HERMES: A Unified Self-Driving World Model for Simultaneous 3D Scene Understanding and Generation

Abstract — 摘要

Driving World Models (DWMs) have become essential for autonomous driving by enabling future scene prediction. However, existing DWMs are limited to scene generation and fail to incorporate scene understanding, which involves interpreting and reasoning about the driving environment. This paper introduces Hermes, which seamlessly integrates 3D scene understanding and future scene generation through a unified framework. It leverages Bird's-Eye View (BEV) representation to consolidate multi-view spatial information while preserving geometric relationships. The approach introduces world queries that incorporate world knowledge into BEV features via causal attention in Large Language Models. Results demonstrate reducing generation error by 32.4% and improving understanding metrics such as CIDEr by 8.0%.

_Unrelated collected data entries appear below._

//! Metadata store -- the per-script `meta.toml` document.
//!
//! A metadata document mixes two kinds of top-level entries:
//!
//! - **Free-form fields** (`description = "..."`, `author = "..."`) that taku
//!   never interprets and preserves verbatim.
//! - **Host tables** keyed by host name, each holding the [`HostFacts`] of
//!   the install on that machine.
//!
//! The document is kept as a generic ordered TOML table so unknown keys
//! survive every rewrite; [`Metadata`] layers typed accessors for the host
//! tables on top.  Writing facts for one host never touches any other key.

use std::io::Write;
use std::path::{Path, PathBuf};

use serde::{Deserialize, Serialize};
use tracing::{debug, info};

use crate::error::{Result, TakuError};

/// Name of the metadata file inside a script directory.
pub const META_FILE: &str = "meta.toml";

/// Where a script is installed on one host.
#[derive(Debug, Clone, PartialEq, Eq, Serialize, Deserialize)]
pub struct HostFacts {
    /// File name of the launcher in `target_dir`.
    pub install_name: String,
    /// Absolute directory the launcher was written to.
    pub target_dir: String,
}

impl HostFacts {
    pub fn new(install_name: impl Into<String>, target_dir: impl Into<String>) -> Self {
        Self {
            install_name: install_name.into(),
            target_dir: target_dir.into(),
        }
    }

    /// Full path of the installed launcher.
    pub fn installed_path(&self) -> PathBuf {
        Path::new(&self.target_dir).join(&self.install_name)
    }

    fn to_value(&self) -> toml::Value {
        let mut table = toml::Table::new();
        table.insert(
            "install_name".into(),
            toml::Value::String(self.install_name.clone()),
        );
        table.insert(
            "target_dir".into(),
            toml::Value::String(self.target_dir.clone()),
        );
        toml::Value::Table(table)
    }

    fn from_value(value: &toml::Value) -> Option<Self> {
        match value {
            toml::Value::Table(_) => value.clone().try_into().ok(),
            _ => None,
        }
    }
}

/// An ordered metadata document.
#[derive(Debug, Clone, Default, PartialEq)]
pub struct Metadata {
    table: toml::Table,
}

impl Metadata {
    pub fn new() -> Self {
        Self::default()
    }

    pub fn from_table(table: toml::Table) -> Self {
        Self { table }
    }

    /// The raw document.
    pub fn as_table(&self) -> &toml::Table {
        &self.table
    }

    pub fn is_empty(&self) -> bool {
        self.table.is_empty()
    }

    /// Raw access to any top-level key.
    pub fn get(&self, key: &str) -> Option<&toml::Value> {
        self.table.get(key)
    }

    /// Set a free-form field, replacing any previous value for `key`.
    pub fn set(&mut self, key: impl Into<String>, value: impl Into<toml::Value>) {
        self.table.insert(key.into(), value.into());
    }

    /// Install facts recorded for `host`, if any.
    pub fn host_facts(&self, host: &str) -> Option<HostFacts> {
        self.table.get(host).and_then(HostFacts::from_value)
    }

    /// Record `facts` for `host`, replacing only that host's entry.
    pub fn set_host_facts(&mut self, host: &str, facts: &HostFacts) {
        self.table.insert(host.to_owned(), facts.to_value());
    }

    /// Drop the install facts for `host`.  Returns whether there were any;
    /// a free-form field that happens to share the name is left alone.
    pub fn remove_host(&mut self, host: &str) -> bool {
        if self.host_facts(host).is_none() {
            return false;
        }
        self.table.remove(host).is_some()
    }

    /// Every host with recorded install facts, in document order.
    pub fn hosts(&self) -> Vec<(&str, HostFacts)> {
        self.table
            .iter()
            .filter_map(|(k, v)| HostFacts::from_value(v).map(|f| (k.as_str(), f)))
            .collect()
    }

    /// Every entry that is not a host table, in document order.
    pub fn free_fields(&self) -> Vec<(&str, &toml::Value)> {
        self.table
            .iter()
            .filter(|(_, v)| HostFacts::from_value(v).is_none())
            .map(|(k, v)| (k.as_str(), v))
            .collect()
    }
}

/// Reads and writes `meta.toml` files under a scripts root.
#[derive(Debug, Clone)]
pub struct MetadataStore {
    root: PathBuf,
}

impl MetadataStore {
    pub fn new(root: impl Into<PathBuf>) -> Self {
        Self { root: root.into() }
    }

    /// Path of the metadata file for script `name`.
    pub fn path(&self, name: &str) -> PathBuf {
        self.root.join(name).join(META_FILE)
    }

    /// Load the document for `name`.  A missing file is an empty document;
    /// an unparsable one is [`TakuError::MetadataCorrupt`].
    pub fn load(&self, name: &str) -> Result<Metadata> {
        let path = self.path(name);
        let content = match std::fs::read_to_string(&path) {
            Ok(c) => c,
            Err(e) if e.kind() == std::io::ErrorKind::NotFound => {
                return Ok(Metadata::new());
            }
            Err(e) => return Err(e.into()),
        };

        let table: toml::Table = content
            .parse()
            .map_err(|source| TakuError::MetadataCorrupt {
                path: path.clone(),
                source,
            })?;

        Ok(Metadata::from_table(table))
    }

    /// Overwrite the document for `name` atomically (temp file + rename).
    ///
    /// The file keeps the permissions it had before; a new one gets 0644.
    pub fn save(&self, name: &str, metadata: &Metadata) -> Result<()> {
        let dir = self.root.join(name);
        if !dir.is_dir() {
            return Err(TakuError::ScriptNotFound(name.to_owned()));
        }

        let body = toml::to_string_pretty(metadata.as_table())?;
        let path = self.path(name);

        let mut tmp = tempfile::NamedTempFile::new_in(&dir)?;
        tmp.write_all(body.as_bytes())?;
        tmp.as_file().set_permissions(permissions_for(&path, tmp.as_file())?)?;
        tmp.as_file().sync_all()?;
        tmp.persist(&path).map_err(|e| e.error)?;

        debug!(script = %name, keys = metadata.as_table().len(), "metadata saved");
        Ok(())
    }

    /// Facts recorded for `host` on script `name`.
    pub fn host_facts(&self, name: &str, host: &str) -> Result<Option<HostFacts>> {
        Ok(self.load(name)?.host_facts(host))
    }

    /// Set `host`'s facts on script `name`, leaving every other key as it was.
    pub fn merge_host_facts(&self, name: &str, host: &str, facts: &HostFacts) -> Result<()> {
        let mut metadata = self.load(name)?;
        metadata.set_host_facts(host, facts);
        self.save(name, &metadata)?;

        info!(script = %name, host = %host, install_name = %facts.install_name, "recorded install facts");
        Ok(())
    }

    /// Remove `host`'s facts from script `name`.  Returns `false` without
    /// writing anything when the host has no entry.
    pub fn remove_host_facts(&self, name: &str, host: &str) -> Result<bool> {
        let mut metadata = self.load(name)?;
        if !metadata.remove_host(host) {
            return Ok(false);
        }
        self.save(name, &metadata)?;

        info!(script = %name, host = %host, "cleared install facts");
        Ok(true)
    }
}

/// Permissions a rewrite of `path` should carry.
fn permissions_for(path: &Path, tmp: &std::fs::File) -> std::io::Result<std::fs::Permissions> {
    match std::fs::metadata(path) {
        Ok(existing) => Ok(existing.permissions()),
        Err(e) if e.kind() == std::io::ErrorKind::NotFound => default_permissions(tmp),
        Err(e) => Err(e),
    }
}

#[cfg(unix)]
fn default_permissions(_tmp: &std::fs::File) -> std::io::Result<std::fs::Permissions> {
    use std::os::unix::fs::PermissionsExt;
    Ok(std::fs::Permissions::from_mode(0o644))
}

#[cfg(not(unix))]
fn default_permissions(tmp: &std::fs::File) -> std::io::Result<std::fs::Permissions> {
    Ok(tmp.metadata()?.permissions())
}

駕駛世界模型（DWM）透過未來場景預測成為自動駕駛的核心要素。然而，現有 DWM 僅限於場景生成，未能納入場景理解——即對駕駛環境的解讀與推理能力。本文提出 Hermes，透過統一框架無縫整合三維場景理解與未來場景生成。它利用鳥瞰圖（BEV）表示法整合多視角空間資訊，同時保留幾何關係。該方法引入世界查詢，透過大型語言模型中的因果注意力將世界知識融入 BEV 特徵。結果展示生成誤差降低 32.4%，理解指標如 CIDEr 提升 8.0%。

段落功能全文總覽——定義駕駛世界模型的現有缺口（僅生成、不理解），並以 Hermes 的統一框架作為回應。

邏輯角色「理解 vs. 生成」的二元分裂是全文的核心論述基礎。BEV 作為統一表示的橋接角色，世界查詢作為知識注入的機制，構成完整的技術敘事。

論證技巧 / 潛在漏洞 32.4% 的誤差降低與 8.0% 的 CIDEr 提升提供了有力的量化支撐。但「統一」的宣稱需驗證兩任務是否真正互惠，而非僅是多任務學習的簡單疊加。

1. Introduction — 緒論

Current Driving World Models excel at predicting environmental evolution but lack interpretation capabilities — they cannot describe environments, answer questions, or provide contextual information. Conversely, vision-language models demonstrate impressive capabilities in driving scene understanding but lack predictive capabilities for scene evolution. This gap creates the core research question: "how can world knowledge and future scene evolutions be seamlessly integrated into a unified world model?"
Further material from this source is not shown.